Data extracts =>

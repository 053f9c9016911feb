// SPDX-License-Identifier: MPL-2.0
//! Autoplay scheduler.
//!
//! Keeps at most one live timer, and keeps one exactly when autoplay is
//! enabled, not paused, not blocked by a drag or a hover, and there is more
//! than one item. Every mutating method re-establishes that rule through
//! [`AutoplayScheduler::sync`].
//!
//! An explicit pause and the hover/drag block are tracked separately: ending
//! a drag or leaving the carousel lifts only the block it caused.

use super::timer::{TimerHandle, TimerKind, TimerQueue};
use crate::domain::AutoplayInterval;

/// Autoplay snapshot.
#[derive(Debug, Clone, Copy, PartialEq, Eq)]
pub struct AutoplayState {
    pub is_enabled: bool,
    pub interval: AutoplayInterval,
    /// Paused explicitly through [`AutoplayScheduler::pause`].
    pub is_paused: bool,
    /// Held back by a drag, or by a hover with pause-on-hover.
    pub is_blocked: bool,
    pub timer: Option<TimerHandle>,
}

#[derive(Debug, Clone, Default)]
pub struct AutoplayScheduler {
    enabled: bool,
    interval: AutoplayInterval,
    paused: bool,
    pause_on_hover: bool,
    hovered: bool,
    dragging: bool,
    timer: Option<TimerHandle>,
}

impl AutoplayScheduler {
    #[must_use]
    pub fn new(interval: AutoplayInterval, pause_on_hover: bool) -> Self {
        Self {
            interval,
            pause_on_hover,
            ..Self::default()
        }
    }

    #[must_use]
    pub fn state(&self) -> AutoplayState {
        AutoplayState {
            is_enabled: self.enabled,
            interval: self.interval,
            is_paused: self.paused,
            is_blocked: self.is_blocked(),
            timer: self.timer,
        }
    }

    #[must_use]
    pub fn has_live_timer(&self) -> bool {
        self.timer.is_some()
    }

    /// Enables autoplay and (re)schedules its timer.
    ///
    /// Starting while already running replaces the previous timer and clears
    /// an explicit pause. While hovered (with pause-on-hover) or dragging, the
    /// timer waits for the block to lift.
    pub fn start(
        &mut self,
        interval: AutoplayInterval,
        timers: &mut TimerQueue<TimerKind>,
        item_count: usize,
    ) {
        self.cancel_timer(timers);
        self.enabled = true;
        self.interval = interval;
        self.paused = false;
        self.sync(timers, item_count);
    }

    /// Pauses without forgetting the interval.
    pub fn pause(&mut self, timers: &mut TimerQueue<TimerKind>, item_count: usize) {
        self.paused = true;
        self.sync(timers, item_count);
    }

    /// Clears an explicit pause.
    ///
    /// No timer is scheduled while disabled, dragging, or hovered with
    /// pause-on-hover.
    pub fn resume(&mut self, timers: &mut TimerQueue<TimerKind>, item_count: usize) {
        if !self.enabled {
            return;
        }
        self.paused = false;
        self.sync(timers, item_count);
    }

    /// Disables autoplay and clears its timer.
    pub fn stop(&mut self, timers: &mut TimerQueue<TimerKind>) {
        self.enabled = false;
        self.paused = false;
        self.cancel_timer(timers);
    }

    pub fn set_hovered(
        &mut self,
        hovered: bool,
        timers: &mut TimerQueue<TimerKind>,
        item_count: usize,
    ) {
        self.hovered = hovered;
        self.sync(timers, item_count);
    }

    pub fn set_dragging(
        &mut self,
        dragging: bool,
        timers: &mut TimerQueue<TimerKind>,
        item_count: usize,
    ) {
        self.dragging = dragging;
        self.sync(timers, item_count);
    }

    /// Restarts the countdown, used after any committed index change.
    pub fn restart_interval(&mut self, timers: &mut TimerQueue<TimerKind>, item_count: usize) {
        if self.timer.is_some() {
            self.cancel_timer(timers);
            self.sync(timers, item_count);
        }
    }

    /// Consumes a fired timer. Returns true if it was this scheduler's live
    /// timer and an advance is allowed.
    ///
    /// The caller must call [`sync`](Self::sync) once it has handled the
    /// advance so the next period gets scheduled.
    pub fn take_fired(&mut self, handle: TimerHandle) -> bool {
        if self.timer != Some(handle) {
            return false;
        }
        self.timer = None;
        self.should_run_ignoring_count()
    }

    /// Schedules or cancels the timer so that it is live exactly when it should be.
    pub fn sync(&mut self, timers: &mut TimerQueue<TimerKind>, item_count: usize) {
        let should_run = self.should_run_ignoring_count() && item_count > 1;
        match (should_run, self.timer) {
            (true, None) => {
                self.timer = Some(timers.schedule_in(self.interval.as_duration(), TimerKind::Autoplay));
            }
            (false, Some(_)) => self.cancel_timer(timers),
            _ => {}
        }
    }

    /// Releases the timer without changing the configuration.
    pub fn teardown(&mut self, timers: &mut TimerQueue<TimerKind>) {
        self.cancel_timer(timers);
    }

    fn should_run_ignoring_count(&self) -> bool {
        self.enabled && !self.paused && !self.is_blocked()
    }

    fn is_blocked(&self) -> bool {
        self.dragging || (self.hovered && self.pause_on_hover)
    }

    fn cancel_timer(&mut self, timers: &mut TimerQueue<TimerKind>) {
        if let Some(handle) = self.timer.take() {
            timers.cancel(handle);
        }
    }
}

#[cfg(test)]
mod tests {
    use super::*;
    use std::time::Duration;

    fn started(count: usize) -> (AutoplayScheduler, TimerQueue<TimerKind>) {
        let mut timers = TimerQueue::new();
        let mut autoplay = AutoplayScheduler::new(AutoplayInterval::new(1_000), true);
        autoplay.start(AutoplayInterval::new(1_000), &mut timers, count);
        (autoplay, timers)
    }

    #[test]
    fn start_schedules_one_timer() {
        let (autoplay, timers) = started(3);
        assert!(autoplay.has_live_timer());
        assert_eq!(timers.live_count(), 1);
        assert_eq!(timers.next_deadline(), Some(Duration::from_millis(1_000)));
    }

    #[test]
    fn starting_twice_keeps_a_single_timer() {
        let (mut autoplay, mut timers) = started(3);
        autoplay.start(AutoplayInterval::new(2_000), &mut timers, 3);
        assert_eq!(timers.live_count(), 1);
        assert_eq!(timers.next_deadline(), Some(Duration::from_millis(2_000)));
    }

    #[test]
    fn no_timer_for_a_single_item() {
        let (autoplay, timers) = started(1);
        assert!(autoplay.state().is_enabled);
        assert!(!autoplay.has_live_timer());
        assert_eq!(timers.live_count(), 0);
    }

    #[test]
    fn pause_and_resume_keep_interval() {
        let (mut autoplay, mut timers) = started(3);
        autoplay.pause(&mut timers, 3);
        assert!(!autoplay.has_live_timer());
        assert_eq!(timers.live_count(), 0);

        autoplay.resume(&mut timers, 3);
        assert!(autoplay.has_live_timer());
        assert_eq!(autoplay.state().interval.millis(), 1_000);
    }

    #[test]
    fn resume_is_blocked_while_dragging() {
        let (mut autoplay, mut timers) = started(3);
        autoplay.set_dragging(true, &mut timers, 3);
        autoplay.resume(&mut timers, 3);
        assert!(!autoplay.has_live_timer());
        autoplay.set_dragging(false, &mut timers, 3);
        assert!(autoplay.has_live_timer());
    }

    #[test]
    fn hover_pause_outlives_drag_end() {
        let (mut autoplay, mut timers) = started(3);
        autoplay.set_hovered(true, &mut timers, 3);
        autoplay.set_dragging(true, &mut timers, 3);
        autoplay.set_dragging(false, &mut timers, 3);
        assert!(!autoplay.has_live_timer());
        autoplay.set_hovered(false, &mut timers, 3);
        assert!(autoplay.has_live_timer());
    }

    #[test]
    fn hover_is_ignored_without_pause_on_hover() {
        let mut timers = TimerQueue::new();
        let mut autoplay = AutoplayScheduler::new(AutoplayInterval::new(1_000), false);
        autoplay.start(AutoplayInterval::new(1_000), &mut timers, 3);
        autoplay.set_hovered(true, &mut timers, 3);
        assert!(autoplay.has_live_timer());
    }

    #[test]
    fn explicit_pause_survives_a_drag() {
        let (mut autoplay, mut timers) = started(3);
        autoplay.pause(&mut timers, 3);
        autoplay.set_dragging(true, &mut timers, 3);
        autoplay.set_dragging(false, &mut timers, 3);
        assert!(autoplay.state().is_paused);
        assert!(!autoplay.has_live_timer());
    }

    #[test]
    fn explicit_pause_survives_hover_without_pause_on_hover() {
        let mut timers = TimerQueue::new();
        let mut autoplay = AutoplayScheduler::new(AutoplayInterval::new(1_000), false);
        autoplay.start(AutoplayInterval::new(1_000), &mut timers, 3);
        autoplay.pause(&mut timers, 3);
        autoplay.set_hovered(true, &mut timers, 3);
        autoplay.set_hovered(false, &mut timers, 3);
        assert!(autoplay.state().is_paused);
        assert!(!autoplay.has_live_timer());
    }

    #[test]
    fn resume_while_hovered_waits_for_hover_exit() {
        let (mut autoplay, mut timers) = started(3);
        autoplay.pause(&mut timers, 3);
        autoplay.set_hovered(true, &mut timers, 3);
        autoplay.resume(&mut timers, 3);
        assert!(autoplay.state().is_blocked);
        assert!(!autoplay.has_live_timer());
        autoplay.set_hovered(false, &mut timers, 3);
        assert!(autoplay.has_live_timer());
    }

    #[test]
    fn resume_is_a_no_op_when_disabled() {
        let mut timers = TimerQueue::new();
        let mut autoplay = AutoplayScheduler::new(AutoplayInterval::default(), true);
        autoplay.resume(&mut timers, 3);
        assert!(!autoplay.has_live_timer());
    }

    #[test]
    fn stop_clears_timer_and_disables() {
        let (mut autoplay, mut timers) = started(3);
        autoplay.stop(&mut timers);
        assert!(!autoplay.state().is_enabled);
        assert_eq!(timers.live_count(), 0);
        autoplay.resume(&mut timers, 3);
        assert!(!autoplay.has_live_timer());
    }

    #[test]
    fn fired_timer_is_consumed_once() {
        let (mut autoplay, mut timers) = started(3);
        let (handle, kind) = timers
            .pop_due(Duration::from_millis(1_000))
            .expect("timer due");
        assert_eq!(kind, TimerKind::Autoplay);
        assert!(autoplay.take_fired(handle));
        assert!(!autoplay.take_fired(handle));
        autoplay.sync(&mut timers, 3);
        assert_eq!(timers.next_deadline(), Some(Duration::from_millis(2_000)));
    }

    #[test]
    fn restart_interval_pushes_deadline_back() {
        let (mut autoplay, mut timers) = started(3);
        timers.settle(Duration::from_millis(600));
        autoplay.restart_interval(&mut timers, 3);
        assert_eq!(timers.live_count(), 1);
        assert_eq!(timers.next_deadline(), Some(Duration::from_millis(1_600)));
    }
}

Description of the task => Please return each line of the listing above that contains "derive".

Exercise response =>
#[derive(Debug, Clone, Copy, PartialEq, Eq)]
#[derive(Debug, Clone, Default)]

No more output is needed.